Quote exactly and only this range of lines in the data below: the line that holds "use thrust_model::MetricOptions;" to the line that holds "assert_eq!(metrics.burn_end_time, Some(2.0));", both included.

• Task inputs:
####################
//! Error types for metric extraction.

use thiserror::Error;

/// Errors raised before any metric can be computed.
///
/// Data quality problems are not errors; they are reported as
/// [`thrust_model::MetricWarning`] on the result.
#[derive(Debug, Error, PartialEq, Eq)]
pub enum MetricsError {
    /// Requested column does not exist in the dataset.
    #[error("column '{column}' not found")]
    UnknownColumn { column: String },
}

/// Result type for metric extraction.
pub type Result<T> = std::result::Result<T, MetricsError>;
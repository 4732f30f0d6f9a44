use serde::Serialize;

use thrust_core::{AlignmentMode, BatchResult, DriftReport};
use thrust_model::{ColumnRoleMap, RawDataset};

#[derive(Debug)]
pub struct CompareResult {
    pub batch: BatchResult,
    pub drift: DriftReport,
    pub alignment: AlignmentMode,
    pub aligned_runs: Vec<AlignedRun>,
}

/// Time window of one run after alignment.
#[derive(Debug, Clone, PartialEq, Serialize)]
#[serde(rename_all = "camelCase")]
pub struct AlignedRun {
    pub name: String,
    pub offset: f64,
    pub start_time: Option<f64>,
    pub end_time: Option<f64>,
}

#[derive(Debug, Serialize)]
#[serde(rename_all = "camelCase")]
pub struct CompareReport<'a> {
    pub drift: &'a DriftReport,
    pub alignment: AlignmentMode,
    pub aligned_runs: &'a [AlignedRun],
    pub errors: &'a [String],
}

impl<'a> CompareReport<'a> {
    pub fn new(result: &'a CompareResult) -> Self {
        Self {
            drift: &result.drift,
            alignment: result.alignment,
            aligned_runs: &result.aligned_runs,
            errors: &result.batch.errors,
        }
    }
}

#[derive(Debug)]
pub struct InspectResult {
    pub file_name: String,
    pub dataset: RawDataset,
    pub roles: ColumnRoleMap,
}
####################
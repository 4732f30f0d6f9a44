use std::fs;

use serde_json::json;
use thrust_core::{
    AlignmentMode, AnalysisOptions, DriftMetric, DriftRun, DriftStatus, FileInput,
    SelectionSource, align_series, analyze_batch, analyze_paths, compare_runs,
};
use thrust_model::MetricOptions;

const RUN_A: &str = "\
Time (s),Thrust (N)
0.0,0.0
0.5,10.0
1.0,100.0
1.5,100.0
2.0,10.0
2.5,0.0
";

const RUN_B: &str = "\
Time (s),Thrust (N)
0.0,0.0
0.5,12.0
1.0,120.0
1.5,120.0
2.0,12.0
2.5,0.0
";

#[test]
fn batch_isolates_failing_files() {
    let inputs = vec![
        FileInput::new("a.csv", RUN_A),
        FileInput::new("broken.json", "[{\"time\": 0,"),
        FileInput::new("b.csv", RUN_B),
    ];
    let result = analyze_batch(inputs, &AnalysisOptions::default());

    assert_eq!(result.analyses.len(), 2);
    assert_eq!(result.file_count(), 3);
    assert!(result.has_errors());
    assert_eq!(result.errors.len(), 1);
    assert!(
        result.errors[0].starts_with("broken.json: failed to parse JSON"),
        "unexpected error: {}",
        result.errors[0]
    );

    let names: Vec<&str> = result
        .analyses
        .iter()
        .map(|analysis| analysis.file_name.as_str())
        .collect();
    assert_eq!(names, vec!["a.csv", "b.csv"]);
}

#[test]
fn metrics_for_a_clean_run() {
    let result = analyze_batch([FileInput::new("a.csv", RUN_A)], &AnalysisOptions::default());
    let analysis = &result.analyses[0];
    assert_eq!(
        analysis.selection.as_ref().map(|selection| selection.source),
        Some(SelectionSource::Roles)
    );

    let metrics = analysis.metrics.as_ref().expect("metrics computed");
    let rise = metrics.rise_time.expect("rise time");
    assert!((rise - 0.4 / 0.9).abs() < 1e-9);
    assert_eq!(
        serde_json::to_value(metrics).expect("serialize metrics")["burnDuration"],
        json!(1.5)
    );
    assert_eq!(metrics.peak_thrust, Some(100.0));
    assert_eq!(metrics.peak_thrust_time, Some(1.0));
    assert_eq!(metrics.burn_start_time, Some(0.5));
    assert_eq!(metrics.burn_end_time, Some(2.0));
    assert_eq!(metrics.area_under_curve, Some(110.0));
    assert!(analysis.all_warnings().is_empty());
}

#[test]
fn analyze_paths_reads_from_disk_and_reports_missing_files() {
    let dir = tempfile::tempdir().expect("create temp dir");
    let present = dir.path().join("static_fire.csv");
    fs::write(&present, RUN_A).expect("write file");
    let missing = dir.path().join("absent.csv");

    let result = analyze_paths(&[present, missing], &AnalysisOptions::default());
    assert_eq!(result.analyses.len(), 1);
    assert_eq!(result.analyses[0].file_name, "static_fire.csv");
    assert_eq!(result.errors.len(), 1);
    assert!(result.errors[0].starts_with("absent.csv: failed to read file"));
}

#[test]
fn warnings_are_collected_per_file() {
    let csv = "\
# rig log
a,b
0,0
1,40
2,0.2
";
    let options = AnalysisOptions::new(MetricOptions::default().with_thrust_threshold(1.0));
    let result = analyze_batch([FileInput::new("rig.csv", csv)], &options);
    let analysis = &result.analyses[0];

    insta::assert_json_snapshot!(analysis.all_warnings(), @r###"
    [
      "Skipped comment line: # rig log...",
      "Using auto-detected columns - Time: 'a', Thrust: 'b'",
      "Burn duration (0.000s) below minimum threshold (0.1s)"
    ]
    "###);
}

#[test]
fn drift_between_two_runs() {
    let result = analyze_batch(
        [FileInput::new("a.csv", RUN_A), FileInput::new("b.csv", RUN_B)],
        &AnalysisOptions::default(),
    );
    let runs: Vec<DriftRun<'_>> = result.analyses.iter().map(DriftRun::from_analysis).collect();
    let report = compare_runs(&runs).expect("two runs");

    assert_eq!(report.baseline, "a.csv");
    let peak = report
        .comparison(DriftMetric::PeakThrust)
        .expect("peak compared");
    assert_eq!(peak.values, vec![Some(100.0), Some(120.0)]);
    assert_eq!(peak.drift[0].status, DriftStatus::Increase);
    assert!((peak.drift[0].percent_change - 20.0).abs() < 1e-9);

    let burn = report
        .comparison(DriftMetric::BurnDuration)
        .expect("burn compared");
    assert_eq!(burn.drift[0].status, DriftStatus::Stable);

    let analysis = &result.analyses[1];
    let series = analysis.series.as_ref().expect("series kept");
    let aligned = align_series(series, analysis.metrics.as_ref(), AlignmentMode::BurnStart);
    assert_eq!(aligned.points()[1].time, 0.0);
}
####################
• Result of this task:
use thrust_model::MetricOptions;

const RUN_A: &str = "\
Time (s),Thrust (N)
0.0,0.0
0.5,10.0
1.0,100.0
1.5,100.0
2.0,10.0
2.5,0.0
";

const RUN_B: &str = "\
Time (s),Thrust (N)
0.0,0.0
0.5,12.0
1.0,120.0
1.5,120.0
2.0,12.0
2.5,0.0
";

#[test]
fn batch_isolates_failing_files() {
    let inputs = vec![
        FileInput::new("a.csv", RUN_A),
        FileInput::new("broken.json", "[{\"time\": 0,"),
        FileInput::new("b.csv", RUN_B),
    ];
    let result = analyze_batch(inputs, &AnalysisOptions::default());

    assert_eq!(result.analyses.len(), 2);
    assert_eq!(result.file_count(), 3);
    assert!(result.has_errors());
    assert_eq!(result.errors.len(), 1);
    assert!(
        result.errors[0].starts_with("broken.json: failed to parse JSON"),
        "unexpected error: {}",
        result.errors[0]
    );

    let names: Vec<&str> = result
        .analyses
        .iter()
        .map(|analysis| analysis.file_name.as_str())
        .collect();
    assert_eq!(names, vec!["a.csv", "b.csv"]);
}

#[test]
fn metrics_for_a_clean_run() {
    let result = analyze_batch([FileInput::new("a.csv", RUN_A)], &AnalysisOptions::default());
    let analysis = &result.analyses[0];
    assert_eq!(
        analysis.selection.as_ref().map(|selection| selection.source),
        Some(SelectionSource::Roles)
    );

    let metrics = analysis.metrics.as_ref().expect("metrics computed");
    let rise = metrics.rise_time.expect("rise time");
    assert!((rise - 0.4 / 0.9).abs() < 1e-9);
    assert_eq!(
        serde_json::to_value(metrics).expect("serialize metrics")["burnDuration"],
        json!(1.5)
    );
    assert_eq!(metrics.peak_thrust, Some(100.0));
    assert_eq!(metrics.peak_thrust_time, Some(1.0));
    assert_eq!(metrics.burn_start_time, Some(0.5));
    assert_eq!(metrics.burn_end_time, Some(2.0));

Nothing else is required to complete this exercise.